A Paris, Crédit agricole (-4,96%) accuse la plus forte baisse de l'indice CAC 40 (-0,5%), devant Société générale (-4,4%). BNP Paribas perd 2,4%.

"Il y avait un peu une méthode Coué sur le marché, et les Allemands reviennent un peu dessus. La simple évocation d'une intervention de la BCE faisait baisser les taux espagnols et italiens. Les Allemands remettent en cause cela", commente Yves Marçais, vendeur actions chez Global Equities.

Le magazine Der Spiegel a rapporté dimanche que la BCE envisageait de fixer des seuils de taux d'intérêt pour les obligations souveraines de pays en difficulté et qu'elle ne rachèterait ces obligations que si elles étaient assorties d'un taux dépassant un certain seuil de prime par rapport au rendement du Bund équivalent.

La BCE a promptement douché lundi ces spéculations tandis qu'un porte-parole du ministère allemand des Finances, disant n'être au courant d'aucun projet de la BCE sur les spreads de taux, a estimé qu'"un tel instrument serait certainement très problématique".

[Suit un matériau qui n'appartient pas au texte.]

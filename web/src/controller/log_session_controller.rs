use crate::controller::ApiResponse;
use crate::params::log_session::CreateParams;
use crate::{AppState, Error};

use axum::extract::State;
use axum::http::StatusCode;
use axum::response::IntoResponse;
use axum::Json;
use domain::SessionDescriptor;
use log::*;
use serde::Serialize;
use std::sync::Arc;
use utoipa::ToSchema;

/// Response for the provisioning endpoint: the ID the client streams with.
#[derive(Debug, Serialize, ToSchema)]
pub(crate) struct CreateResponse {
    pub(crate) session_id: String,
}

/// POST /logs/sessions
///
/// Provision a new log session against the gateway's configured source. The
/// returned session ID is consumed by one streaming connection and evicted
/// when that connection ends.
#[utoipa::path(
    post,
    path = "/logs/sessions",
    request_body = CreateParams,
    responses(
        (status = 201, description = "Log session provisioned", body = CreateResponse),
        (status = 422, description = "Malformed resource URI"),
    )
)]
pub async fn create(
    State(app_state): State<AppState>,
    Json(params): Json<CreateParams>,
) -> Result<impl IntoResponse, Error> {
    debug!("POST new log session for resource: {}", params.resource_uri);

    params.validate()?;

    let session_id = uuid::Uuid::new_v4().to_string();
    let descriptor =
        SessionDescriptor::new(Arc::clone(&app_state.source_handle), params.resource_uri);
    app_state.register_session(session_id.clone(), descriptor);

    info!("Provisioned log session {session_id}");

    Ok((
        StatusCode::CREATED,
        Json(ApiResponse::new(
            StatusCode::CREATED.into(),
            CreateResponse { session_id },
        )),
    ))
}
use crate::config::Config;
use log::LevelFilter;
use simplelog::{self, ConfigBuilder};

/// Modules to filter out from logging when not in Trace mode.
/// These are typically verbose dependencies that clutter normal log output.
const FILTERED_MODULES: &[&str] = &["hyper", "reqwest", "tower", "tracing", "axum"];

pub struct Logger {}

impl Logger {
    /// Initializes the global logger with configuration based on the provided Config.
    ///
    /// When the log level is set to Trace, all logs including dependency logs are shown.
    /// For all other log levels, verbose dependency logs are filtered out.
    pub fn init_logger(config: &Config) {
        let log_level_filter = Self::convert_level_filter(config.log_level_filter);
        let apply_filters = Self::should_filter_dependencies(config.log_level_filter);
        let log_config = Self::build_log_config(apply_filters);

        simplelog::TermLogger::init(
            log_level_filter,
            log_config,
            simplelog::TerminalMode::Mixed,
            simplelog::ColorChoice::Auto,
        )
        .expect("Failed to start simplelog");
    }

    /// Converts log::LevelFilter to simplelog::LevelFilter.
    fn convert_level_filter(level: LevelFilter) -> simplelog::LevelFilter {
        match level {
            LevelFilter::Off => simplelog::LevelFilter::Off,
            LevelFilter::Error => simplelog::LevelFilter::Error,
            LevelFilter::Warn => simplelog::LevelFilter::Warn,
            LevelFilter::Info => simplelog::LevelFilter::Info,
            LevelFilter::Debug => simplelog::LevelFilter::Debug,
            LevelFilter::Trace => simplelog::LevelFilter::Trace,
        }
    }

    /// Determines whether dependency logging should be filtered.
    ///
    /// Returns `false` for Trace level (show all logs), `true` for all other levels.
    fn should_filter_dependencies(level: LevelFilter) -> bool {
        level != LevelFilter::Trace
    }

    /// Builds a simplelog Config with optional module filtering.
    ///
    /// When `apply_filters` is true, logs from noisy dependencies are suppressed.
    fn build_log_config(apply_filters: bool) -> simplelog::Config {
        let mut builder = ConfigBuilder::new();
        builder.set_time_format_rfc3339();

        if apply_filters {
            for module in FILTERED_MODULES {
                builder.add_filter_ignore_str(module);
            }
        }

        builder.build()
    }
}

De son côté, la Bundesbank a renouvelé lundi ses critiques envers le nouveau programme de rachat de titres souverains envisagé par la BCE.

Le taux d'emprunt à 10 ans espagnol rebondit à 6,33%, contre 6,2% dans la matinée et 6,5% en moyenne la semaine dernière.

La baisse des valeurs bancaires est accélérée par des prises de bénéfices, l'indice Stoxx des banques de la zone euro ayant gagné plus de 28% depuis les propos du président de la BCE Mario Draghi fin juillet, indiquant que la banque centrale était prête à tout dans le cadre de son mandat pour soutenir la zone euro.

Alexandre Boksenbaum-Granier, édité par Dominique Rodriguez

Vous devez être membre pour ajouter des commentaires.
Devenez membre, ou connectez-vous.
  • zoila5 le lundi 20 aout 2012 à 18:52

    les marchés ne veulent pas financer les états trop endettés, c'est pas la BCE qui le fera!mais les autres états moins endettés selon la doctrine. Mais à part la France qui n'a que le mot solidarité à la bouche qui d'autres voudra financer la dette ? la Finlande, l'Autriche, l'Allemagne, les Pays-Bas ? les marchés sont des grands rêveurs qui croient tous ce qu'on leur dit! MDR !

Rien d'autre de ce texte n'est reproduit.